Fillo (purchased, I’m not enough of a DIYer to make my own yet and my kitchen’s too tiny for rolling and tossing a huge thin sail of dough the right way)–fillo is good for a lot of things, but it’s so obviously itself and not pie dough, tart dough or puff pastry. It’s also pretty salted–I always have to comparison-shop to remember which commercial version has the least sodium per ounce (they vary within brands, because some are intended for savories and the others for sweet pastries. I think the savory ones are much too salty and use the less-salted ones for spanakopita and so on as well as for baklava).

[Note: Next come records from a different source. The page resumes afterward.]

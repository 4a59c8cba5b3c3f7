//! API Integration Tests
//!
//! Drive the complete router in-process over in-memory stores.
//!
//! Run with: cargo test -p integration-tests --test api_tests

use axum::http::StatusCode;
use chrono::Duration;
use integration_tests::{fixtures::*, TestApp};
use serde_json::json;
use tokengate_api::cookies::{ACCESS_TOKEN_COOKIE, REFRESH_TOKEN_COOKIE};
use tokengate_common::TokenType;
use tokengate_core::traits::{SessionStore, UserRepository};
use tokengate_core::UserId;

const SIGNUP: &str = "/api/v1/auth/signup";
const SIGNIN: &str = "/api/v1/auth/signin";
const REFRESH: &str = "/api/v1/auth/refresh";
const LOGOUT: &str = "/api/v1/auth/logout";
const ME: &str = "/api/v1/users/me";

async fn signed_in(app: &mut TestApp, signup: &SignupRequest) -> (UserResponse, TokenResponse) {
    let user: UserResponse = app
        .post(SIGNUP, signup)
        .await
        .unwrap()
        .json(StatusCode::OK)
        .unwrap();
    let tokens: TokenResponse = app
        .post(SIGNIN, &SigninRequest::from_signup(signup))
        .await
        .unwrap()
        .json(StatusCode::OK)
        .unwrap();
    (user, tokens)
}

// ============================================================================
// Health Check Tests
// ============================================================================

#[tokio::test]
async fn test_root_and_health() {
    let mut app = TestApp::new().unwrap();

    let response = app.get("/").await.unwrap();
    response.expect(StatusCode::OK).unwrap();
    assert_eq!(response.body["message"], "Hello World");

    let response = app.get("/health").await.unwrap();
    response.expect(StatusCode::OK).unwrap();
    assert_eq!(response.body["status"], "healthy");
}

// ============================================================================
// Full session lifecycle
// ============================================================================

#[tokio::test]
async fn test_session_lifecycle() {
    let mut app = TestApp::new().unwrap();
    let signup = SignupRequest::admin();

    // Signup never echoes the password or its hash
    let response = app.post(SIGNUP, &signup).await.unwrap();
    let user: UserResponse = response.json(StatusCode::OK).unwrap();
    assert_eq!(user.username, "admin");
    assert_eq!(user.email, "admin@mail.com");
    assert_eq!(user.role, "user");
    assert!(response.body.get("password").is_none());
    assert!(response.body.get("password_hash").is_none());
    assert!(response.set_cookies.is_empty());

    // Signin sets both cookies and stores one session
    let response = app
        .post(SIGNIN, &SigninRequest::from_signup(&signup))
        .await
        .unwrap();
    let tokens: TokenResponse = response.json(StatusCode::OK).unwrap();
    assert_eq!(tokens.token_type, "Bearer");
    assert_eq!(response.set_cookies.len(), 2);
    assert_eq!(app.cookies.get(ACCESS_TOKEN_COOKIE), Some(tokens.access_token.as_str()));
    assert_eq!(app.cookies.get(REFRESH_TOKEN_COOKIE), Some(tokens.refresh_token.as_str()));
    let user_id = UserId::new(user.id);
    assert_eq!(app.sessions.count_for_user(user_id).await.unwrap(), 1);
    let record = app
        .sessions
        .find_by_token(&tokens.refresh_token)
        .await
        .unwrap()
        .unwrap();

    // Access cookie authenticates
    let me: UserResponse = app.get(ME).await.unwrap().json(StatusCode::OK).unwrap();
    assert_eq!(me.id, user.id);

    // Explicit refresh with only the refresh cookie
    app.cookies.remove(ACCESS_TOKEN_COOKIE);
    let response = app.post_empty(REFRESH).await.unwrap();
    let rotated: TokenResponse = response.json(StatusCode::OK).unwrap();
    assert_ne!(rotated.refresh_token, tokens.refresh_token);
    assert_eq!(app.cookies.get(REFRESH_TOKEN_COOKIE), Some(rotated.refresh_token.as_str()));

    // Same record, new token value
    assert_eq!(app.sessions.count_for_user(user_id).await.unwrap(), 1);
    let after = app
        .sessions
        .find_by_token(&rotated.refresh_token)
        .await
        .unwrap()
        .unwrap();
    assert_eq!(after.id, record.id);
    assert!(app
        .sessions
        .find_by_token(&tokens.refresh_token)
        .await
        .unwrap()
        .is_none());

    app.get(ME).await.unwrap().expect(StatusCode::OK).unwrap();

    // Logout revokes and clears cookies
    let response = app.post_empty(LOGOUT).await.unwrap();
    response.expect(StatusCode::OK).unwrap();
    assert_eq!(response.body["message"], "Logged out successfully");
    assert!(app.cookies.header().is_none());
    let revoked = app
        .sessions
        .find_by_token(&rotated.refresh_token)
        .await
        .unwrap()
        .unwrap();
    assert!(revoked.revoked);

    let response = app.get(ME).await.unwrap();
    response.expect(StatusCode::UNAUTHORIZED).unwrap();
    assert_eq!(response.error_code(), Some("UNAUTHENTICATED"));

    // The revoked refresh token no longer resolves a caller
    app.cookies.set(REFRESH_TOKEN_COOKIE, &rotated.refresh_token);
    let response = app.get(ME).await.unwrap();
    response.expect(StatusCode::UNAUTHORIZED).unwrap();
    assert!(response.set_cookies.is_empty());
}

#[tokio::test]
async fn test_duplicate_email_conflicts() {
    let mut app = TestApp::new().unwrap();
    let first = SignupRequest::admin();
    app.post(SIGNUP, &first)
        .await
        .unwrap()
        .expect(StatusCode::OK)
        .unwrap();

    let again = SignupRequest {
        username: "someone_else".to_string(),
        ..SignupRequest::admin()
    };
    let response = app.post(SIGNUP, &again).await.unwrap();
    response.expect(StatusCode::CONFLICT).unwrap();
    assert_eq!(response.error_code(), Some("EMAIL_ALREADY_REGISTERED"));

    let same_username = SignupRequest {
        email: "other@mail.com".to_string(),
        ..SignupRequest::admin()
    };
    let response = app.post(SIGNUP, &same_username).await.unwrap();
    response.expect(StatusCode::CONFLICT).unwrap();
    assert_eq!(response.error_code(), Some("USERNAME_ALREADY_REGISTERED"));
}

#[tokio::test]
async fn test_garbage_refresh_token_rejected() {
    let mut app = TestApp::new().unwrap();

    let response = app
        .post(REFRESH, &json!({ "refresh_token": "not-a-token" }))
        .await
        .unwrap();
    response.expect(StatusCode::UNAUTHORIZED).unwrap();
    assert_eq!(response.error_code(), Some("INVALID_OR_EXPIRED_TOKEN"));
    assert!(response.set_cookies.is_empty());
    assert!(app.sessions.is_empty());
}

// ============================================================================
// Auth edge cases
// ============================================================================

#[tokio::test]
async fn test_signin_failures_are_uniform() {
    let mut app = TestApp::new().unwrap();
    let signup = SignupRequest::unique();
    app.post(SIGNUP, &signup).await.unwrap();

    let wrong_password = app
        .post(
            SIGNIN,
            &SigninRequest {
                username: signup.email.clone(),
                password: "wrong".to_string(),
            },
        )
        .await
        .unwrap();
    let unknown_email = app
        .post(
            SIGNIN,
            &SigninRequest {
                username: "nobody@mail.com".to_string(),
                password: "wrong".to_string(),
            },
        )
        .await
        .unwrap();

    for response in [wrong_password, unknown_email] {
        response.expect(StatusCode::UNAUTHORIZED).unwrap();
        assert_eq!(response.error_code(), Some("INVALID_CREDENTIALS"));
        assert!(response.set_cookies.is_empty());
    }
    assert!(app.sessions.is_empty());
}

#[tokio::test]
async fn test_bearer_header_authenticates() {
    let mut app = TestApp::new().unwrap();
    let (user, tokens) = signed_in(&mut app, &SignupRequest::unique()).await;
    app.cookies = Default::default();

    let me: UserResponse = app
        .get_bearer(ME, &tokens.access_token)
        .await
        .unwrap()
        .json(StatusCode::OK)
        .unwrap();
    assert_eq!(me.id, user.id);

    // A refresh token is not accepted as a bearer credential
    app.get_bearer(ME, &tokens.refresh_token)
        .await
        .unwrap()
        .expect(StatusCode::UNAUTHORIZED)
        .unwrap();
}

#[tokio::test]
async fn test_expired_access_rotates_transparently() {
    let mut app = TestApp::new().unwrap();
    let (user, tokens) = signed_in(&mut app, &SignupRequest::unique()).await;

    let expired = app
        .state
        .service_context()
        .token_codec()
        .issue(UserId::new(user.id), Duration::seconds(-30), TokenType::Access)
        .unwrap();
    app.cookies.set(ACCESS_TOKEN_COOKIE, &expired);

    let response = app.get(ME).await.unwrap();
    let me: UserResponse = response.json(StatusCode::OK).unwrap();
    assert_eq!(me.id, user.id);
    assert_eq!(response.set_cookies.len(), 2);

    let new_refresh = app.cookies.get(REFRESH_TOKEN_COOKIE).unwrap().to_string();
    assert_ne!(new_refresh, tokens.refresh_token);
    assert_ne!(app.cookies.get(ACCESS_TOKEN_COOKIE), Some(expired.as_str()));
    assert_eq!(app.sessions.len(), 1);

    // The superseded refresh token is dead; the cookie would win over the body
    app.cookies = Default::default();
    let response = app
        .post(REFRESH, &json!({ "refresh_token": tokens.refresh_token }))
        .await
        .unwrap();
    response.expect(StatusCode::UNAUTHORIZED).unwrap();
    assert_eq!(response.error_code(), Some("INVALID_OR_EXPIRED_TOKEN"));
}

#[tokio::test]
async fn test_refresh_and_logout_require_a_token() {
    let mut app = TestApp::new().unwrap();

    for path in [REFRESH, LOGOUT] {
        let response = app.post_empty(path).await.unwrap();
        response.expect(StatusCode::UNAUTHORIZED).unwrap();
        assert_eq!(response.error_code(), Some("MISSING_TOKEN"));
    }
}

#[tokio::test]
async fn test_logout_is_idempotent() {
    let mut app = TestApp::new().unwrap();
    let (_, tokens) = signed_in(&mut app, &SignupRequest::unique()).await;
    app.cookies = Default::default();

    for _ in 0..2 {
        app.post(LOGOUT, &json!({ "refresh_token": tokens.refresh_token }))
            .await
            .unwrap()
            .expect(StatusCode::OK)
            .unwrap();
    }
}

#[tokio::test]
async fn test_invalid_signup_bodies() {
    let mut app = TestApp::new().unwrap();

    let bad_email = SignupRequest {
        email: "not-an-email".to_string(),
        ..SignupRequest::unique()
    };
    app.post(SIGNUP, &bad_email)
        .await
        .unwrap()
        .expect(StatusCode::BAD_REQUEST)
        .unwrap();

    let missing_fields = json!({ "username": "only_a_name" });
    let response = app.post(SIGNUP, &missing_fields).await.unwrap();
    response.expect(StatusCode::BAD_REQUEST).unwrap();
    assert_eq!(response.error_code(), Some("INVALID_BODY"));
    assert!(app
        .users
        .find_by_username("only_a_name")
        .await
        .unwrap()
        .is_none());
}
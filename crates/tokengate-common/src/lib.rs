//! # tokengate-common
//!
//! Shared utilities including configuration, error handling, token signing,
//! credential hashing, and telemetry.

pub mod auth;
pub mod config;
pub mod error;
pub mod telemetry;

// Re-export commonly used types at crate root
pub use auth::{
    Argon2Hasher, Claims, CredentialHasher, TokenCodec, TokenError, TokenPair, TokenType,
    PREHASH_THRESHOLD,
};
pub use config::{
    AppConfig, AppSettings, ConfigError, DatabaseConfig, Environment, JwtConfig, RateLimitConfig,
    ServerConfig,
};
pub use error::{AppError, AppResult, DuplicateField, ErrorResponse};
pub use telemetry::{try_init_tracing, TracingConfig, TracingError};
//! services/api/src/web/mod.rs
//!
//! The HTTP surface: route table, shared state, error mapping, and the
//! master OpenAPI definition.

pub mod books;
pub mod courses;
pub mod error;
pub mod lessons;
pub mod state;
pub mod upload;

use std::sync::Arc;

use axum::{
    extract::DefaultBodyLimit,
    routing::{get, patch, post},
    Router,
};
use tower_http::services::ServeDir;
use utoipa::OpenApi;

use all_islam_core::domain::{
    Book, BookPatch, Course, CoursePatch, Lesson, LessonPatch, NewBook, NewCourse, NewLesson,
    StoredFile,
};

use crate::adapters::uploads::UPLOADS_URL_PREFIX;
pub use error::{ErrorBody, WebError};
pub use state::AppState;

//=========================================================================================
// OpenAPI Master Definition
//=========================================================================================

#[derive(OpenApi)]
#[openapi(
    paths(
        courses::list_courses_handler,
        courses::get_course_by_slug_handler,
        courses::get_course_handler,
        courses::create_course_handler,
        courses::update_course_handler,
        courses::delete_course_handler,
        lessons::list_lessons_handler,
        lessons::create_lesson_handler,
        lessons::update_lesson_handler,
        lessons::delete_lesson_handler,
        books::list_books_handler,
        books::get_book_handler,
        books::create_book_handler,
        books::update_book_handler,
        books::delete_book_handler,
        upload::upload_handler,
    ),
    components(schemas(
        Course,
        NewCourse,
        CoursePatch,
        Lesson,
        NewLesson,
        LessonPatch,
        Book,
        NewBook,
        BookPatch,
        StoredFile,
        ErrorBody,
    )),
    tags(
        (name = "all-Islam API", description = "Course, lesson and book catalog with file uploads.")
    )
)]
pub struct ApiDoc;

//=========================================================================================
// Router
//=========================================================================================

/// Builds the application router: the `/api` routes, static serving of the
/// upload directory, and the request body cap.
pub fn router(state: Arc<AppState>) -> Router {
    // The slug route is registered ahead of the `{id}` route; a non-numeric
    // id must 400 on the id route, never fall through to a slug lookup.
    let api = Router::new()
        .route(
            "/courses",
            get(courses::list_courses_handler).post(courses::create_course_handler),
        )
        .route(
            "/courses/slug/{slug}",
            get(courses::get_course_by_slug_handler),
        )
        .route(
            "/courses/{id}",
            get(courses::get_course_handler)
                .patch(courses::update_course_handler)
                .delete(courses::delete_course_handler),
        )
        .route(
            "/courses/{id}/lessons",
            get(lessons::list_lessons_handler).post(lessons::create_lesson_handler),
        )
        .route(
            "/lessons/{id}",
            patch(lessons::update_lesson_handler).delete(lessons::delete_lesson_handler),
        )
        .route(
            "/books",
            get(books::list_books_handler).post(books::create_book_handler),
        )
        .route(
            "/books/{id}",
            get(books::get_book_handler)
                .patch(books::update_book_handler)
                .delete(books::delete_book_handler),
        )
        .route("/upload", post(upload::upload_handler));

    Router::new()
        .nest("/api", api)
        .nest_service(
            UPLOADS_URL_PREFIX,
            ServeDir::new(&state.config.uploads_dir),
        )
        .layer(DefaultBodyLimit::max(state.config.max_upload_bytes))
        .with_state(state)
}
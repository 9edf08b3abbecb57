//! services/api/src/bin/openapi.rs
//!
//! This binary generates the OpenAPI 3.0 specification for the REST API
//! and saves it to a file named `openapi.json`.

use api_lib::web::ApiDoc;
use utoipa::OpenApi;

/// Generates the OpenAPI specification and writes it to a file.
fn generate_spec(
    api_doc: utoipa::openapi::OpenApi,
    path: &str,
) -> Result<(), Box<dyn std::error::Error>> {
    let spec_json = api_doc.to_pretty_json()?;
    std::fs::write(path, spec_json)?;
    println!("OpenAPI specification generated at {}", path);
    Ok(())
}

fn main() -> Result<(), Box<dyn std::error::Error>> {
    // Generate the spec from the shared ApiDoc and save it to `openapi.json`.
    generate_spec(ApiDoc::openapi(), "openapi.json")?;
    Ok(())
}
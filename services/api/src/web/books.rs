//! services/api/src/web/books.rs
//!
//! Axum handlers for the book endpoints. These mirror the course endpoints,
//! minus the slug and archive machinery: books are looked up by id only and
//! deleted physically.

use std::sync::Arc;

use axum::{
    extract::{Path, State},
    http::StatusCode,
    response::Json,
};

use all_islam_core::domain::{Book, BookPatch, NewBook};

use crate::web::error::{parse_id, ApiJson, WebError};
use crate::web::state::AppState;

/// List every book in the library.
#[utoipa::path(
    get,
    path = "/api/books",
    responses(
        (status = 200, description = "All books", body = [Book])
    )
)]
pub async fn list_books_handler(
    State(state): State<Arc<AppState>>,
) -> Result<Json<Vec<Book>>, WebError> {
    let books = state.store.list_books().await?;
    Ok(Json(books))
}

/// Look a book up by its id.
#[utoipa::path(
    get,
    path = "/api/books/{id}",
    params(("id" = String, Path, description = "Book id")),
    responses(
        (status = 200, description = "The book", body = Book),
        (status = 400, description = "Non-numeric id"),
        (status = 404, description = "No book with that id")
    )
)]
pub async fn get_book_handler(
    State(state): State<Arc<AppState>>,
    Path(id): Path<String>,
) -> Result<Json<Book>, WebError> {
    let id = parse_id(&id)?;
    let book = state.store.get_book(id).await?;
    Ok(Json(book))
}

/// Create a book, with or without an attached file.
#[utoipa::path(
    post,
    path = "/api/books",
    request_body = NewBook,
    responses(
        (status = 200, description = "The created book", body = Book),
        (status = 400, description = "Invalid book data")
    )
)]
pub async fn create_book_handler(
    State(state): State<Arc<AppState>>,
    ApiJson(new): ApiJson<NewBook>,
) -> Result<Json<Book>, WebError> {
    let book = state.store.create_book(new).await?;
    Ok(Json(book))
}

/// Apply a partial update to a book, e.g. attaching an uploaded file.
#[utoipa::path(
    patch,
    path = "/api/books/{id}",
    params(("id" = String, Path, description = "Book id")),
    request_body = BookPatch,
    responses(
        (status = 200, description = "The updated book", body = Book),
        (status = 400, description = "Non-numeric id or invalid body"),
        (status = 404, description = "No book with that id")
    )
)]
pub async fn update_book_handler(
    State(state): State<Arc<AppState>>,
    Path(id): Path<String>,
    ApiJson(patch): ApiJson<BookPatch>,
) -> Result<Json<Book>, WebError> {
    let id = parse_id(&id)?;
    let book = state.store.update_book(id, patch).await?;
    Ok(Json(book))
}

/// Delete a book. The uploaded file, if any, stays on disk.
#[utoipa::path(
    delete,
    path = "/api/books/{id}",
    params(("id" = String, Path, description = "Book id")),
    responses(
        (status = 204, description = "Book deleted"),
        (status = 400, description = "Non-numeric id"),
        (status = 404, description = "No book with that id")
    )
)]
pub async fn delete_book_handler(
    State(state): State<Arc<AppState>>,
    Path(id): Path<String>,
) -> Result<StatusCode, WebError> {
    let id = parse_id(&id)?;
    state.store.delete_book(id).await?;
    Ok(StatusCode::NO_CONTENT)
}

After having made a variety of pie doughs–standard flour-butter-salt-water, olive oil tart dough, rugelach butter-cream-cheese dough, and even a puff pastry recipe with about half the fat called for in the classics–plus croissants that I finally got right–I can say my latest experiment is something of an eye-opener for me.
All of these worked okay as doughs, but except for the olive oil tart dough, which I use routinely for quiche, none are really all that light-tasting or actually light in terms of fat content and overall calories. And rolling them thinner than the standard 3/8 inch (thinner equals less dough and fewer calories per serving…) sometimes leads to a tough pastry. The fact that I tend to use bread flour instead of all-purpose or cake flour is probably at fault as well, I’m sure, but I’m mostly a bread baker and not exactly a perfectionist, so how many different sacks of flour do I really want hanging around my cramped galley kitchen at any given time?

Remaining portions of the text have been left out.